Eberhard Seifert wurde 1916 in Dresden geboren. Sein sanft sächsischer Zungenschlag verriet das bis zuletzt. Nach dem Abitur absolvierte er geradezu ein Studium generale, von Germanistik bis Volkswirtschaft, und wurde zum Dr. phil. promoviert. Er überstand Krieg und Gefangenschaft, begann sein Berufsleben in einem rheinischen Verlag und wurde dann Redakteur und Chef vom Dienst bei der Deutschen Illustrierten in Stuttgart. Er heiratete 1950, zwei Töchter machten die Familie komplett. 1951 entschloss er sich, als Freelancer zu arbeiten, und das blieb er fortan – auch jene sieben Jahre in den Sechzigern, als er Geschäftsführer der Deutschen Arbeits- und Forschungsgemeinschaft Autosicherheitsgurte (DAFA) war, einer Institution, die sich erfolgreich überflüssig machte als die Gurtpflicht eingeführt und durchgesetzt war. 1955 trat er dem Motor Presse Club bei, dessen Ehrenmitglied er später wurde, seit 1967 war er Rotarier. Als Autor und Ko-Autor mehrerer Bücher wurde er über seine journalistische Tätigkeit hinaus bekannt, die Christophorus-Stiftung der deutschen Versicherungswirtschaft ehrte ihn mit drei Preisen und ihrer Goldmedaille.

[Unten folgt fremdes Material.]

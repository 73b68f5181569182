// Copyright (c) Microsoft Corporation.
// Licensed under the MIT License.

//! The integrated cache.
//!
//! [`IntegratedCache`] stores point-read and query results keyed by
//! [`CacheKey`]. Freshness is decided per lookup against the caller's maximum
//! staleness, so one entry can be fresh for one request and stale for another.

use std::{
    collections::HashMap,
    sync::{
        Arc,
        atomic::{AtomicU64, Ordering},
    },
    time::{Duration, SystemTime},
};

use gateway_store::{Item, ItemIdentity};
use moka::{future::Cache, ops::compute::Op};
use parking_lot::Mutex;
use tick::Clock;

use crate::{CacheKey, CacheKeyBuilder};

/// The result stored in a cache entry.
#[derive(Clone, Debug, PartialEq, Eq)]
pub enum CachedPayload {
    /// A point-read result.
    Item(Item),
    /// A query result, in store order.
    Items(Vec<Item>),
}

/// A cached result together with its insertion metadata.
///
/// Entries are cheap to clone; clones share the payload.
#[derive(Clone, Debug)]
pub struct CacheEntry {
    payload: Arc<CachedPayload>,
    inserted_at: SystemTime,
    source_version: u64,
}

impl CacheEntry {
    fn new(payload: CachedPayload, inserted_at: SystemTime, source_version: u64) -> Self {
        Self {
            payload: Arc::new(payload),
            inserted_at,
            source_version,
        }
    }

    /// Returns the cached result.
    #[must_use]
    pub fn payload(&self) -> &CachedPayload {
        &self.payload
    }

    /// Returns the time the entry was inserted.
    #[must_use]
    pub fn inserted_at(&self) -> SystemTime {
        self.inserted_at
    }

    /// Returns the store version the entry was filled from.
    ///
    /// For query results this is the highest version among the returned items.
    #[must_use]
    pub fn source_version(&self) -> u64 {
        self.source_version
    }

    /// Returns `true` if the entry is younger than `max_staleness` at `now`.
    ///
    /// An entry inserted after `now` (the clock went backwards) is never fresh.
    #[must_use]
    pub fn is_fresh(&self, now: SystemTime, max_staleness: Duration) -> bool {
        now.duration_since(self.inserted_at)
            .is_ok_and(|age| age < max_staleness)
    }

    fn is_same_fill(&self, other: &Self) -> bool {
        Arc::ptr_eq(&self.payload, &other.payload)
    }
}

/// Marks the start of a point-read fill for one item.
///
/// A fill completed with [`IntegratedCache::complete_fill`] is discarded if
/// the item was invalidated, or the cache cleared, after the ticket was taken.
/// Writes to other items do not affect the ticket.
#[derive(Debug)]
pub(crate) struct FillTicket<'a> {
    cache: &'a IntegratedCache,
    identity: ItemIdentity,
    generation: u64,
    epoch: u64,
}

impl FillTicket<'_> {
    pub(crate) fn identity(&self) -> &ItemIdentity {
        &self.identity
    }

    fn is_current(&self) -> bool {
        self.cache.epoch.load(Ordering::SeqCst) == self.epoch
            && self
                .cache
                .fills
                .lock()
                .get(&self.identity)
                .is_some_and(|fill| fill.generation == self.generation)
    }
}

impl Drop for FillTicket<'_> {
    fn drop(&mut self) {
        let mut fills = self.cache.fills.lock();
        if let Some(fill) = fills.get_mut(&self.identity) {
            fill.tickets = fill.tickets.saturating_sub(1);
            if fill.tickets == 0 {
                fills.remove(&self.identity);
            }
        }
    }
}

/// Invalidation count of an item with fills in flight.
#[derive(Debug, Default)]
struct PendingFill {
    generation: u64,
    tickets: usize,
}

/// A concurrent cache of point-read and query results.
///
/// The cache never talks to the backing store itself; the dispatcher decides
/// what to look up, store and invalidate. Only point-read entries are
/// invalidated on writes; query entries age out.
///
/// # Examples
///
/// ```
/// use std::time::Duration;
///
/// use dedicated_gateway::{CacheKeyBuilder, CachedPayload, IntegratedCache};
/// use gateway_store::{Item, ItemIdentity, Payload};
/// use tick::Clock;
/// # futures::executor::block_on(async {
///
/// let cache = IntegratedCache::new(Clock::new_frozen());
/// let identity = ItemIdentity::new("doc", "doc");
/// let key = CacheKeyBuilder::item_key(&identity);
///
/// cache
///     .store(key.clone(), CachedPayload::Item(Item::new(identity.clone(), Payload::new(), 1)), 1)
///     .await;
/// assert!(cache.lookup(&key, Duration::from_secs(5)).await.is_some());
///
/// cache.invalidate(&identity).await;
/// assert!(cache.lookup(&key, Duration::from_secs(5)).await.is_none());
/// # });
/// ```
#[derive(Debug)]
pub struct IntegratedCache {
    entries: Cache<CacheKey, CacheEntry>,
    clock: Clock,
    // Only items with a fill in flight are tracked here.
    fills: Mutex<HashMap<ItemIdentity, PendingFill>>,
    epoch: AtomicU64,
}

impl IntegratedCache {
    /// Creates an unbounded cache.
    #[must_use]
    pub fn new(clock: Clock) -> Self {
        Self::from_moka(Cache::builder().build(), clock)
    }

    /// Creates a cache that holds at most `max_capacity` entries.
    ///
    /// Entries beyond the capacity are evicted by moka's TinyLFU policy.
    #[must_use]
    pub fn with_max_capacity(clock: Clock, max_capacity: u64) -> Self {
        Self::from_moka(Cache::builder().max_capacity(max_capacity).build(), clock)
    }

    fn from_moka(entries: Cache<CacheKey, CacheEntry>, clock: Clock) -> Self {
        Self {
            entries,
            clock,
            fills: Mutex::new(HashMap::new()),
            epoch: AtomicU64::new(0),
        }
    }

    /// Returns the entry for `key` if it is younger than `max_staleness`.
    ///
    /// A stale entry is a miss and is removed.
    pub async fn lookup(&self, key: &CacheKey, max_staleness: Duration) -> Option<CacheEntry> {
        let entry = self.entries.get(key).await?;
        if entry.is_fresh(self.clock.system_time(), max_staleness) {
            return Some(entry);
        }

        self.remove_if_same(key.clone(), &entry).await;
        None
    }

    /// Inserts or overwrites the entry for `key`, timestamped with the current time.
    pub async fn store(&self, key: CacheKey, payload: CachedPayload, source_version: u64) {
        self.insert(key, payload, source_version).await;
    }

    /// Removes the point-read entry of `identity`, if any.
    ///
    /// Query entries are left untouched. Fills of this item that started
    /// before this call are discarded.
    pub async fn invalidate(&self, identity: &ItemIdentity) {
        if let Some(fill) = self.fills.lock().get_mut(identity) {
            fill.generation += 1;
        }
        self.entries.invalidate(&CacheKeyBuilder::item_key(identity)).await;
    }

    /// Removes all entries and discards every fill in flight.
    pub fn clear(&self) {
        self.epoch.fetch_add(1, Ordering::SeqCst);
        self.entries.invalidate_all();
    }

    /// Returns `true` if an entry for `key` is present, fresh or not.
    #[must_use]
    pub fn contains(&self, key: &CacheKey) -> bool {
        self.entries.contains_key(key)
    }

    /// Returns the number of entries currently present.
    ///
    /// This walks every entry, so it costs O(n). Meant for inspection and
    /// tests, not for the request path.
    #[must_use]
    pub fn len(&self) -> usize {
        self.entries.iter().count()
    }

    /// Returns `true` if the cache holds no entries.
    ///
    /// Like [`len`](Self::len), this iterates the entries.
    #[must_use]
    pub fn is_empty(&self) -> bool {
        self.entries.iter().next().is_none()
    }

    pub(crate) fn begin_fill(&self, identity: &ItemIdentity) -> FillTicket<'_> {
        let mut fills = self.fills.lock();
        let fill = fills.entry(identity.clone()).or_default();
        fill.tickets += 1;
        FillTicket {
            cache: self,
            identity: identity.clone(),
            generation: fill.generation,
            epoch: self.epoch.load(Ordering::SeqCst),
        }
    }

    /// Stores a point-read result unless an invalidation of the same item
    /// raced the fill.
    ///
    /// Returns `true` if the entry was kept.
    pub(crate) async fn complete_fill(&self, ticket: &FillTicket<'_>, item: Item) -> bool {
        if !ticket.is_current() {
            return false;
        }

        let key = CacheKeyBuilder::item_key(ticket.identity());
        let version = item.version();
        let entry = self.insert(key.clone(), CachedPayload::Item(item), version).await;

        // An invalidation that ran after the check above may have run before
        // the insert; undo the insert in that case.
        if !ticket.is_current() {
            self.remove_if_same(key, &entry).await;
            return false;
        }
        true
    }

    #[cfg(test)]
    fn pending_fills(&self) -> usize {
        self.fills.lock().len()
    }

    async fn insert(&self, key: CacheKey, payload: CachedPayload, source_version: u64) -> CacheEntry {
        let entry = CacheEntry::new(payload, self.clock.system_time(), source_version);
        self.entries.insert(key, entry.clone()).await;
        entry
    }

    async fn remove_if_same(&self, key: CacheKey, expected: &CacheEntry) {
        self.entries
            .entry(key)
            .and_compute_with(|current| {
                let op = match current {
                    Some(current) if current.value().is_same_fill(expected) => Op::Remove,
                    _ => Op::Nop,
                };
                std::future::ready(op)
            })
            .await;
    }
}
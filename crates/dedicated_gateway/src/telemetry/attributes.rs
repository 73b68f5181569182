// Copyright (c) Microsoft Corporation.
// Licensed under the MIT License.

#[cfg(any(feature = "metrics", test))]
pub(crate) const GATEWAY_NAME: &str = "gateway.name";

#[cfg(test)]
pub(crate) const GATEWAY_EVENT_NAME: &str = "gateway.event";

#[cfg(any(feature = "metrics", test))]
pub(crate) const GATEWAY_OPERATION_NAME: &str = "gateway.operation";

#[cfg(any(feature = "metrics", test))]
pub(crate) const GATEWAY_ACTIVITY_NAME: &str = "gateway.activity";

#[cfg(any(feature = "metrics", test))]
pub(crate) const GATEWAY_SERVED_FROM_NAME: &str = "gateway.served_from";

#[cfg(test)]
pub(crate) const GATEWAY_REQUEST_CHARGE_NAME: &str = "gateway.request_charge";

#[cfg(test)]
pub(crate) const GATEWAY_DURATION_NAME: &str = "gateway.duration_ns";

#[cfg(test)]
pub(crate) const GATEWAY_ERROR_KIND_NAME: &str = "gateway.error_kind";
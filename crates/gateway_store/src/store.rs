// Copyright (c) Microsoft Corporation.
// Licensed under the MIT License.

//! The backing store abstraction.
//!
//! [`BackingStore`] is the interface the gateway forwards cache misses and
//! writes to. Every call reports the [`RequestCharge`] it consumed.

use std::sync::Arc;

use crate::{ConsistencyLevel, Error, Item, ItemIdentity, NewItem, Payload, RequestCharge, Result};

/// A store result together with the charge the call consumed.
#[derive(Clone, Debug, PartialEq)]
pub struct StoreResponse<T> {
    value: T,
    charge: RequestCharge,
}

impl<T> StoreResponse<T> {
    /// Creates a response.
    pub fn new(value: T, charge: RequestCharge) -> Self {
        Self { value, charge }
    }

    /// Returns the response value.
    #[must_use]
    pub fn value(&self) -> &T {
        &self.value
    }

    /// Returns the charge of the call.
    #[must_use]
    pub fn charge(&self) -> RequestCharge {
        self.charge
    }

    /// Splits the response into its value and charge.
    #[must_use]
    pub fn into_parts(self) -> (T, RequestCharge) {
        (self.value, self.charge)
    }

    /// Maps the value, keeping the charge.
    #[must_use]
    pub fn map<U>(self, f: impl FnOnce(T) -> U) -> StoreResponse<U> {
        StoreResponse::new(f(self.value), self.charge)
    }
}

/// An opaque token that resumes a paged query.
#[derive(Clone, Debug, PartialEq, Eq, Hash)]
pub struct Continuation(String);

impl Continuation {
    /// Wraps a store-specific continuation token.
    pub fn new(token: impl Into<String>) -> Self {
        Self(token.into())
    }

    /// Returns the raw token.
    #[must_use]
    pub fn as_str(&self) -> &str {
        &self.0
    }
}

/// A query as sent to the backing store.
#[derive(Clone, Debug, PartialEq, Eq)]
pub struct QueryRequest {
    text: String,
    partition_key: Option<String>,
    consistency: ConsistencyLevel,
}

impl QueryRequest {
    /// Creates a container-wide query.
    pub fn new(text: impl Into<String>) -> Self {
        Self {
            text: text.into(),
            partition_key: None,
            consistency: ConsistencyLevel::default(),
        }
    }

    /// Restricts the query to a single logical partition.
    #[must_use]
    pub fn with_partition_key(mut self, partition_key: impl Into<String>) -> Self {
        self.partition_key = Some(partition_key.into());
        self
    }

    /// Sets the consistency level the query runs under.
    #[must_use]
    pub fn with_consistency(mut self, consistency: ConsistencyLevel) -> Self {
        self.consistency = consistency;
        self
    }

    /// Returns the query text.
    #[must_use]
    pub fn text(&self) -> &str {
        &self.text
    }

    /// Returns the partition the query is scoped to, if any.
    #[must_use]
    pub fn partition_key(&self) -> Option<&str> {
        self.partition_key.as_deref()
    }

    /// Returns the consistency level.
    #[must_use]
    pub fn consistency(&self) -> ConsistencyLevel {
        self.consistency
    }

    /// Checks that the query is well formed.
    ///
    /// # Errors
    ///
    /// Returns [`ErrorKind::InvalidOperation`](crate::ErrorKind::InvalidOperation) if the text is blank.
    pub fn validate(&self) -> Result<()> {
        if self.text.trim().is_empty() {
            return Err(Error::invalid_operation("query text must not be empty"));
        }
        Ok(())
    }
}

/// One page of query results.
#[derive(Clone, Debug, Default, PartialEq, Eq)]
pub struct QueryPage {
    items: Vec<Item>,
    continuation: Option<Continuation>,
}

impl QueryPage {
    /// Creates a page. A page without continuation is the last one.
    #[must_use]
    pub fn new(items: Vec<Item>, continuation: Option<Continuation>) -> Self {
        Self { items, continuation }
    }

    /// Returns the items of this page.
    #[must_use]
    pub fn items(&self) -> &[Item] {
        &self.items
    }

    /// Returns the token for the next page, or `None` on the last page.
    #[must_use]
    pub fn continuation(&self) -> Option<&Continuation> {
        self.continuation.as_ref()
    }

    /// Splits the page into its items and continuation.
    #[must_use]
    pub fn into_parts(self) -> (Vec<Item>, Option<Continuation>) {
        (self.items, self.continuation)
    }
}

/// The item store that sits behind the gateway.
///
/// Implementations own all items. Every method resolves to a
/// [`StoreResponse`] carrying the request charge of the call, or to an
/// [`Error`] whose kind describes the failure:
///
/// - `create_item`: [`DuplicateKey`](crate::ErrorKind::DuplicateKey) if the identity exists
/// - `read_item` / `replace_item`: [`NotFound`](crate::ErrorKind::NotFound) if it does not
/// - any method: [`StoreUnavailable`](crate::ErrorKind::StoreUnavailable) on transport failures
///
/// Queries are paged: callers keep calling `query` with the continuation of
/// the previous page until a page without continuation arrives. The sequence
/// is always finite.
///
/// `read_many` silently omits identities that do not exist.
pub trait BackingStore: Send + Sync {
    /// Creates a new item with version `1`.
    fn create_item(&self, item: NewItem) -> impl Future<Output = Result<StoreResponse<Item>>> + Send;

    /// Reads a single item.
    fn read_item(&self, identity: &ItemIdentity, consistency: ConsistencyLevel) -> impl Future<Output = Result<StoreResponse<Item>>> + Send;

    /// Replaces the payload of an existing item, bumping its version.
    fn replace_item(&self, identity: &ItemIdentity, payload: Payload) -> impl Future<Output = Result<StoreResponse<Item>>> + Send;

    /// Fetches one page of query results.
    fn query(
        &self,
        request: &QueryRequest,
        continuation: Option<Continuation>,
    ) -> impl Future<Output = Result<StoreResponse<QueryPage>>> + Send;

    /// Reads several items in one round trip.
    fn read_many(
        &self,
        identities: &[ItemIdentity],
        consistency: ConsistencyLevel,
    ) -> impl Future<Output = Result<StoreResponse<Vec<Item>>>> + Send;
}

impl<S> BackingStore for Arc<S>
where
    S: BackingStore,
{
    fn create_item(&self, item: NewItem) -> impl Future<Output = Result<StoreResponse<Item>>> + Send {
        (**self).create_item(item)
    }

    fn read_item(&self, identity: &ItemIdentity, consistency: ConsistencyLevel) -> impl Future<Output = Result<StoreResponse<Item>>> + Send {
        (**self).read_item(identity, consistency)
    }

    fn replace_item(&self, identity: &ItemIdentity, payload: Payload) -> impl Future<Output = Result<StoreResponse<Item>>> + Send {
        (**self).replace_item(identity, payload)
    }

    fn query(
        &self,
        request: &QueryRequest,
        continuation: Option<Continuation>,
    ) -> impl Future<Output = Result<StoreResponse<QueryPage>>> + Send {
        (**self).query(request, continuation)
    }

    fn read_many(
        &self,
        identities: &[ItemIdentity],
        consistency: ConsistencyLevel,
    ) -> impl Future<Output = Result<StoreResponse<Vec<Item>>>> + Send {
        (**self).read_many(identities, consistency)
    }
}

Den älteren Clubfreunden im MPC wird Eberhard Seifert als untadeliger Kollege in Erinnerung bleiben, dem Berufs- und Arbeitsethos keine Fremdworte waren. Da er umfassend gebildet und interessiert war, musste er nicht befürchten, zum bloßen „Fachidioten“ abgestempelt zu werden. Im Gegenteil: Das Menschliche stand bei ihm immer im Vordergrund, Freundlichkeit, ja Herzlichkeit gehörten zu seinem Wesen. Jüngeren Kollegen half er gern mit gutem Rat, und sie erwiderten ihm das mit Respekt und Sympathie. Wenn man ihn einen Journalisten der alten Schule genannt hätte, würde er nicht widersprochen haben. Denn er hätte es als Kompliment und nicht als Makel betrachtet.